[Collected data]
***

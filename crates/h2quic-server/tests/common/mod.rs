#![allow(dead_code)]

use std::sync::Arc;

use bytes::Bytes;
use h2quic_frame::{Frame, FrameReader, FrameWriter, HeadersFrame, HEADER_STREAM_ID};
use h2quic_server::{Connection, Server};
use h2quic_transport::{MemorySession, MemoryStream, Session};
use tokio::io::{AsyncReadExt, AsyncWriteExt};

/// Client end of an in-memory session with a running server.
pub struct TestClient {
    pub session: MemorySession,
    pub server_session: Arc<MemorySession>,
    writer: FrameWriter<MemoryStream>,
    reader: FrameReader<MemoryStream>,
    encoder: fluke_hpack::Encoder<'static>,
    decoder: fluke_hpack::Decoder<'static>,
}

pub struct Response {
    pub stream_id: u32,
    pub fields: Vec<(String, String)>,
}

impl Response {
    pub fn status(&self) -> &str {
        self.get(":status").unwrap_or("")
    }

    pub fn get(&self, name: &str) -> Option<&str> {
        self.fields
            .iter()
            .find(|(k, _)| k == name)
            .map(|(_, v)| v.as_str())
    }
}

pub fn start(server: Server) -> (TestClient, Connection) {
    let (server_session, client_session) = MemorySession::pair();
    let server_session = Arc::new(server_session);
    let connection = server
        .serve_session(Arc::clone(&server_session))
        .expect("serve session");

    let header_stream = client_session
        .get_or_open_stream(HEADER_STREAM_ID)
        .expect("open header stream");
    let client = TestClient {
        writer: FrameWriter::new(header_stream.clone()),
        reader: FrameReader::new(header_stream),
        session: client_session,
        server_session,
        encoder: fluke_hpack::Encoder::new(),
        decoder: fluke_hpack::Decoder::new(),
    };
    (client, connection)
}

pub fn get(authority: &str, path: &str) -> Vec<(String, String)> {
    fields(&[
        (":method", "GET"),
        (":scheme", "https"),
        (":authority", authority),
        (":path", path),
    ])
}

pub fn fields(pairs: &[(&str, &str)]) -> Vec<(String, String)> {
    pairs
        .iter()
        .map(|(k, v)| (k.to_string(), v.to_string()))
        .collect()
}

impl TestClient {
    /// Encode `fields` and send them as one HEADERS frame.
    pub async fn send(&mut self, stream_id: u32, fields: &[(String, String)], end_stream: bool) {
        let block = self.encode(fields);
        self.writer
            .write_headers(stream_id, block, end_stream)
            .await
            .expect("write request headers");
    }

    pub fn encode(&mut self, fields: &[(String, String)]) -> Vec<u8> {
        self.encoder
            .encode(fields.iter().map(|(k, v)| (k.as_bytes(), v.as_bytes())))
    }

    pub async fn send_frame(&mut self, frame: Frame) {
        self.writer.write_frame(frame).await.expect("write frame");
    }

    pub async fn send_raw_block(&mut self, stream_id: u32, block: &[u8], end_stream: bool) {
        let frame = HeadersFrame::new(stream_id, Bytes::copy_from_slice(block))
            .with_end_stream(end_stream);
        self.send_frame(frame.into()).await;
    }

    /// Read the next response header block from the header stream.
    pub async fn response(&mut self) -> Response {
        match self
            .reader
            .read_header_block()
            .await
            .expect("read response frame")
        {
            Frame::Headers(headers) => {
                let fields = self
                    .decoder
                    .decode(&headers.block)
                    .expect("decode response headers")
                    .into_iter()
                    .map(|(k, v)| {
                        (
                            String::from_utf8(k).expect("utf8 name"),
                            String::from_utf8(v).expect("utf8 value"),
                        )
                    })
                    .collect();
                Response {
                    stream_id: headers.stream_id,
                    fields,
                }
            }
            other => panic!("expected HEADERS, got {other:?}"),
        }
    }

    /// Read a response body to EOF.
    pub async fn body(&self, stream_id: u32) -> Vec<u8> {
        let mut stream = self
            .session
            .get_or_open_stream(stream_id)
            .expect("open data stream");
        let mut out = Vec::new();
        stream.read_to_end(&mut out).await.expect("read body");
        out
    }

    /// Write a request body and finish the stream.
    pub async fn send_body(&self, stream_id: u32, body: &[u8]) {
        let mut stream = self
            .session
            .get_or_open_stream(stream_id)
            .expect("open data stream");
        stream.write_all(body).await.expect("write body");
        stream.shutdown().await.expect("finish body");
    }

    /// Close the client's side of the header stream.
    pub async fn finish(&mut self) {
        self.writer
            .get_mut()
            .shutdown()
            .await
            .expect("shutdown header stream");
    }

    /// Read one more frame after the session is closed; expects nothing.
    pub async fn assert_no_more_frames(&mut self) {
        assert!(self.reader.read_frame().await.is_err());
    }
}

***

• [PROBLEM] Restate the whole set of entries exactly.

• [FINISHED TASK]
filename crates/h2quic-server/tests/common/mod.rs
#![allow(dead_code)]

use std::sync::Arc;

use bytes::Bytes;
use h2quic_frame::{Frame, FrameReader, FrameWriter, HeadersFrame, HEADER_STREAM_ID};
use h2quic_server::{Connection, Server};
use h2quic_transport::{MemorySession, MemoryStream, Session};
use tokio::io::{AsyncReadExt, AsyncWriteExt};

/// Client end of an in-memory session with a running server.
pub struct TestClient {
    pub session: MemorySession,
    pub server_session: Arc<MemorySession>,
    writer: FrameWriter<MemoryStream>,
    reader: FrameReader<MemoryStream>,
    encoder: fluke_hpack::Encoder<'static>,
    decoder: fluke_hpack::Decoder<'static>,
}

pub struct Response {
    pub stream_id: u32,
    pub fields: Vec<(String, String)>,
}

impl Response {
    pub fn status(&self) -> &str {
        self.get(":status").unwrap_or("")
    }

    pub fn get(&self, name: &str) -> Option<&str> {
        self.fields
            .iter()
            .find(|(k, _)| k == name)
            .map(|(_, v)| v.as_str())
    }
}

pub fn start(server: Server) -> (TestClient, Connection) {
    let (server_session, client_session) = MemorySession::pair();
    let server_session = Arc::new(server_session);
    let connection = server
        .serve_session(Arc::clone(&server_session))
        .expect("serve session");

    let header_stream = client_session
        .get_or_open_stream(HEADER_STREAM_ID)
        .expect("open header stream");
    let client = TestClient {
        writer: FrameWriter::new(header_stream.clone()),
        reader: FrameReader::new(header_stream),
        session: client_session,
        server_session,
        encoder: fluke_hpack::Encoder::new(),
        decoder: fluke_hpack::Decoder::new(),
    };
    (client, connection)
}

pub fn get(authority: &str, path: &str) -> Vec<(String, String)> {
    fields(&[
        (":method", "GET"),
        (":scheme", "https"),
        (":authority", authority),
        (":path", path),
    ])
}

pub fn fields(pairs: &[(&str, &str)]) -> Vec<(String, String)> {
    pairs
        .iter()
        .map(|(k, v)| (k.to_string(), v.to_string()))
        .collect()
}

impl TestClient {
    /// Encode `fields` and send them as one HEADERS frame.
    pub async fn send(&mut self, stream_id: u32, fields: &[(String, String)], end_stream: bool) {
        let block = self.encode(fields);
        self.writer
            .write_headers(stream_id, block, end_stream)
            .await
            .expect("write request headers");
    }

    pub fn encode(&mut self, fields: &[(String, String)]) -> Vec<u8> {
        self.encoder
            .encode(fields.iter().map(|(k, v)| (k.as_bytes(), v.as_bytes())))
    }

    pub async fn send_frame(&mut self, frame: Frame) {
        self.writer.write_frame(frame).await.expect("write frame");
    }

    pub async fn send_raw_block(&mut self, stream_id: u32, block: &[u8], end_stream: bool) {
        let frame = HeadersFrame::new(stream_id, Bytes::copy_from_slice(block))
            .with_end_stream(end_stream);
        self.send_frame(frame.into()).await;
    }

    /// Read the next response header block from the header stream.
    pub async fn response(&mut self) -> Response {
        match self
            .reader
            .read_header_block()
            .await
            .expect("read response frame")
        {
            Frame::Headers(headers) => {
                let fields = self
                    .decoder
                    .decode(&headers.block)
                    .expect("decode response headers")
                    .into_iter()
                    .map(|(k, v)| {
                        (
                            String::from_utf8(k).expect("utf8 name"),
                            String::from_utf8(v).expect("utf8 value"),
                        )
                    })
                    .collect();
                Response {
                    stream_id: headers.stream_id,
                    fields,
                }
            }
            other => panic!("expected HEADERS, got {other:?}"),
        }
    }

    /// Read a response body to EOF.
    pub async fn body(&self, stream_id: u32) -> Vec<u8> {
        let mut stream = self
            .session
            .get_or_open_stream(stream_id)
            .expect("open data stream");
        let mut out = Vec::new();
        stream.read_to_end(&mut out).await.expect("read body");
        out
    }

    /// Write a request body and finish the stream.
    pub async fn send_body(&self, stream_id: u32, body: &[u8]) {
        let mut stream = self
            .session
            .get_or_open_stream(stream_id)
            .expect("open data stream");
        stream.write_all(body).await.expect("write body");
        stream.shutdown().await.expect("finish body");
    }

    /// Close the client's side of the header stream.
    pub async fn finish(&mut self) {
        self.writer
            .get_mut()
            .shutdown()
            .await
            .expect("shutdown header stream");
    }

    /// Read one more frame after the session is closed; expects nothing.
    pub async fn assert_no_more_frames(&mut self) {
        assert!(self.reader.read_frame().await.is_err());
    }
}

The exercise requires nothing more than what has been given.